Sounds like your problem is solved, but just for the sake of completeness, let’s discuss how the computer was interpreting your original code, and why it reacted as it did.
The computer always interprets things one step at a time. For instance, if you wrote “a + b + c”, the computer doesn’t see “take the sum of these three numbers”, it sees “add a + b, and then add c to the result”. It’s adding in implied parentheses so that the statement becomes “(a + b) + c”.
You wrote:
if (1 > currentColour > 0)
You wanted that to be read as “if currentColor is between 1 and 0”. But the computer interprets it one step at a time. It adds some implied parentheses, like this:
if ((1 > currentColour) > 0)
So first it evaluates “1 > currentColour”, which results in an answer of either TRUE or FALSE. Then, it moves on to the second step, and tries to evaluate either “true > 0” or “false > 0”.
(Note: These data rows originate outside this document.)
//! Analyzing a results file into the issue report and summary

use crate::common::test_config;
use sitemap_audit::crawler::UrlAudit;
use sitemap_audit::output::{generate_reports, load_statistics, write_results};
use std::fs;
use tempfile::tempdir;

fn records() -> Vec<UrlAudit> {
    let mut ok = UrlAudit::failed("https://example.com/en", Some(200), None);
    ok.title = Some("Home".to_string());
    ok.word_count = 120;

    vec![
        ok,
        UrlAudit::failed("https://example.com/missing", Some(404), None),
        UrlAudit::failed("https://example.com/down", None, None),
    ]
}

#[test]
fn test_generate_reports_writes_csv_and_summary() {
    let dir = tempdir().unwrap();
    let config = test_config("https://example.com/sitemap.xml", dir.path());
    write_results(dir.path().join("results.json").as_path(), &records()).unwrap();

    let issues = generate_reports(&config).unwrap();

    assert!(issues
        .iter()
        .any(|i| i.url == "https://example.com/missing" && i.issue == "HTTP 404"));
    assert!(!issues
        .iter()
        .any(|i| i.url == "https://example.com/en" && i.issue == "Missing title"));

    let csv = fs::read_to_string(&config.output.issues_path).unwrap();
    assert_eq!(csv.lines().next(), Some("url,issue,severity,details"));
    assert_eq!(csv.lines().count(), issues.len() + 1);
    assert!(csv.contains(r#""https://example.com/missing","HTTP 404","high","""""""#));

    let summary = fs::read_to_string(&config.output.summary_path).unwrap();
    assert!(summary.starts_with("# Crawl Summary\n\nPages: 3\n"));
    assert!(summary.contains("| 404 | 1 |"));
    assert!(summary.contains("## Issue counts"));
}

#[test]
fn test_generate_reports_without_results_file_fails() {
    let dir = tempdir().unwrap();
    let config = test_config("https://example.com/sitemap.xml", dir.path());
    assert!(generate_reports(&config).is_err());
}

#[test]
fn test_statistics_from_results_file() {
    let dir = tempdir().unwrap();
    let path = dir.path().join("results.json");
    write_results(&path, &records()).unwrap();

    let stats = load_statistics(&path).unwrap();

    assert_eq!(stats.total_pages, 3);
    assert_eq!(stats.unreachable_pages, 1);
    assert_eq!(stats.status_counts.get(&200), Some(&1));
    assert!((stats.average_word_count - 60.0).abs() < 0.01);
}
//! End-to-end audit runs against a mock site

use crate::common::{mount_get, mount_html, test_config, urlset};
use sitemap_audit::crawler::{run_audit, Coordinator};
use sitemap_audit::output::{read_results, JsonFileSink};
use std::path::Path;
use tempfile::tempdir;
use wiremock::matchers::{method, path};
use wiremock::{Mock, MockServer, ResponseTemplate};

const PUBLIC_PAGE: &str = r#"<!doctype html>
<html lang="en">
<head>
  <title>Public Page</title>
  <meta name="description" content="A public page">
  <link rel="canonical" href="/public">
  <link rel="stylesheet" href="/static/site.css">
  <script type="application/ld+json">{"@type": "WebPage"}</script>
</head>
<body>
  <h1>Welcome</h1>
  <p>Hello there world</p>
  <img src="/hero.jpg" alt="Hero">
  <script src="/static/app.js"></script>
  <script src="http://127.0.0.1:1/offline.js"></script>
</body>
</html>"#;

async fn mount_site(server: &MockServer) {
    let base = server.uri();
    mount_get(
        server,
        "/robots.txt",
        200,
        "User-agent: *\nDisallow: /private\n",
    )
    .await;
    mount_get(
        server,
        "/sitemap.xml",
        200,
        &urlset(&[format!("{}/private", base), format!("{}/public", base)]),
    )
    .await;
    mount_html(server, "/public", PUBLIC_PAGE).await;
    mount_html(server, "/private", "<html><title>Secret</title></html>").await;
    mount_head(server, "/static/site.css", 1234, None).await;
    mount_head(server, "/static/app.js", 4321, Some("gzip")).await;
}

/// Answers HEAD requests to `route` advertising `len` bytes
async fn mount_head(server: &MockServer, route: &str, len: usize, encoding: Option<&str>) {
    let mut response = ResponseTemplate::new(200)
        .insert_header("content-length", len.to_string().as_str())
        .set_body_bytes(vec![b'x'; len]);
    if let Some(encoding) = encoding {
        response = response.insert_header("content-encoding", encoding);
    }
    Mock::given(method("HEAD"))
        .and(path(route))
        .respond_with(response)
        .mount(server)
        .await;
}

#[tokio::test]
async fn test_disallowed_urls_are_not_audited() {
    let server = MockServer::start().await;
    mount_site(&server).await;
    let dir = tempdir().unwrap();
    let config = test_config(&format!("{}/sitemap.xml", server.uri()), dir.path());
    let results_path = config.output.results_path.clone();

    let results = run_audit(config).await.unwrap();

    assert_eq!(results.len(), 1);
    let record = &results[0];
    assert_eq!(record.url, format!("{}/public", server.uri()));
    assert_eq!(record.status, Some(200));
    assert_eq!(record.title.as_deref(), Some("Public Page"));
    assert_eq!(record.description.as_deref(), Some("A public page"));
    assert_eq!(record.h1.as_deref(), Some("Welcome"));
    assert_eq!(record.lang.as_deref(), Some("en"));
    assert_eq!(record.schema_types, vec!["WebPage".to_string()]);
    assert_eq!(record.canonical, Some(format!("{}/public", server.uri())));

    assert_eq!(record.css.len(), 1);
    assert_eq!(record.css[0].href, format!("{}/static/site.css", server.uri()));
    assert_eq!(record.css[0].bytes, Some(1234));

    assert_eq!(record.js.len(), 2);
    assert_eq!(record.js[0].src, format!("{}/static/app.js", server.uri()));
    assert_eq!(record.js[0].bytes, Some(4321));
    assert_eq!(record.js[1].src, "http://127.0.0.1:1/offline.js");
    assert_eq!(record.js[1].bytes, None);

    assert_eq!(record.images.len(), 1);
    assert_eq!(record.images[0].alt.as_deref(), Some("Hero"));

    let on_disk = read_results(Path::new(&results_path)).unwrap();
    assert_eq!(on_disk, results);
}

#[tokio::test]
async fn test_plan_reports_disallowed_urls() {
    let server = MockServer::start().await;
    mount_site(&server).await;
    let dir = tempdir().unwrap();
    let config = test_config(&format!("{}/sitemap.xml", server.uri()), dir.path());

    let plan = Coordinator::new(config).unwrap().plan().await.unwrap();

    assert_eq!(plan.discovered.len(), 2);
    assert_eq!(plan.allowed, vec![format!("{}/public", server.uri())]);
    assert_eq!(plan.disallowed_count(), 1);
    assert_eq!(plan.rules.disallow, vec!["/private".to_string()]);
}

#[tokio::test]
async fn test_unreachable_page_is_recorded_without_status() {
    let server = MockServer::start().await;
    let base = server.uri();
    mount_get(
        &server,
        "/sitemap.xml",
        200,
        &urlset(&["http://127.0.0.1:1/down".to_string(), format!("{}/up", base)]),
    )
    .await;
    mount_html(&server, "/up", "<html lang=\"ja\"><h1>Up</h1></html>").await;
    let dir = tempdir().unwrap();
    let config = test_config(&format!("{}/sitemap.xml", base), dir.path());

    let results = run_audit(config).await.unwrap();

    assert_eq!(results.len(), 2);
    assert_eq!(results[0].url, "http://127.0.0.1:1/down");
    assert_eq!(results[0].status, None);
    assert_eq!(results[0].final_url, None);
    assert!(results[0].headings.is_empty());
    assert_eq!(results[1].status, Some(200));
    assert_eq!(results[1].h1.as_deref(), Some("Up"));
}

#[tokio::test]
async fn test_http_error_pages_are_still_audited() {
    let server = MockServer::start().await;
    let base = server.uri();
    mount_get(
        &server,
        "/sitemap.xml",
        200,
        &urlset(&[format!("{}/gone", base)]),
    )
    .await;
    mount_get(
        &server,
        "/gone",
        404,
        "<html><title>Not Found</title></html>",
    )
    .await;
    let dir = tempdir().unwrap();
    let config = test_config(&format!("{}/sitemap.xml", base), dir.path());

    let results = run_audit(config).await.unwrap();

    assert_eq!(results.len(), 1);
    assert_eq!(results[0].status, Some(404));
    assert_eq!(results[0].title.as_deref(), Some("Not Found"));
}

#[tokio::test]
async fn test_checkpointed_file_holds_all_results() {
    let server = MockServer::start().await;
    let base = server.uri();
    let pages: Vec<String> = (1..=3).map(|i| format!("{}/p{}", base, i)).collect();
    mount_get(&server, "/sitemap.xml", 200, &urlset(&pages)).await;
    for i in 1..=3 {
        mount_html(
            &server,
            &format!("/p{}", i),
            &format!("<html><title>Page {}</title></html>", i),
        )
        .await;
    }
    let dir = tempdir().unwrap();
    let mut config = test_config(&format!("{}/sitemap.xml", base), dir.path());
    config.crawl.checkpoint_every = 2;
    let results_path = dir.path().join("nested").join("out.json");
    let mut sink = JsonFileSink::new(&results_path);

    let coordinator = Coordinator::new(config).unwrap();
    let results = coordinator.run(&mut sink).await.unwrap();

    let on_disk = read_results(&results_path).unwrap();
    assert_eq!(on_disk.len(), 3);
    assert_eq!(on_disk, results);
    let titles: Vec<_> = on_disk.iter().filter_map(|r| r.title.clone()).collect();
    assert_eq!(titles, vec!["Page 1", "Page 2", "Page 3"]);
}

#[tokio::test]
async fn test_zero_max_urls_writes_empty_results() {
    let server = MockServer::start().await;
    let base = server.uri();
    mount_get(
        &server,
        "/sitemap.xml",
        200,
        &urlset(&[format!("{}/a", base)]),
    )
    .await;
    let dir = tempdir().unwrap();
    let mut config = test_config(&format!("{}/sitemap.xml", base), dir.path());
    config.crawl.max_urls = 0;
    let results_path = config.output.results_path.clone();

    let results = run_audit(config).await.unwrap();

    assert!(results.is_empty());
    let content = std::fs::read_to_string(results_path).unwrap();
    assert_eq!(content.trim(), "[]");
}

#[tokio::test]
async fn test_root_sitemap_failure_aborts_run() {
    let server = MockServer::start().await;
    mount_get(&server, "/sitemap.xml", 503, "unavailable").await;
    let dir = tempdir().unwrap();
    let config = test_config(&format!("{}/sitemap.xml", server.uri()), dir.path());
    let results_path = config.output.results_path.clone();

    assert!(run_audit(config).await.is_err());
    assert!(!Path::new(&results_path).exists());
}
And at that point it gives up and tells you there’s an error, because those statements don’t make sense.
As an aside, this is an example of why strong typing in computer languages is a really good idea. C# is strongly-typed, which means it knows that a bool is a bool and it won’t let you try and use it as if it were a number. In a weakly-typed language, the computer would probably have decided that “true > 0” did make sense, and it would have happily computed a result and continued on with the program–even though that result would have had absolutely no relation to what you thought the computer was doing.
Then your program would give an error on some later line, totally unrelated to your actual mistake (or even make it to the end of the program and simply give a totally-wrong answer), and you might have been scratching your head for hours or days trying to figure out what was going wrong.